BEGIN
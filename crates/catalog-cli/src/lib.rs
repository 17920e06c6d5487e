//! Terminal host components for the catalog browser.

pub mod logging;
pub mod render;
pub mod script;
pub mod settings;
END
[WHAT THE TASK REQUIRES]: Print the entries once more, character for character.

[WRITTEN ANSWER]:
filename crates/catalog-cli/src/lib.rs
repository 17920e06c6d5487e
//! Terminal host components for the catalog browser.

pub mod logging;
pub mod render;
pub mod script;
pub mod settings;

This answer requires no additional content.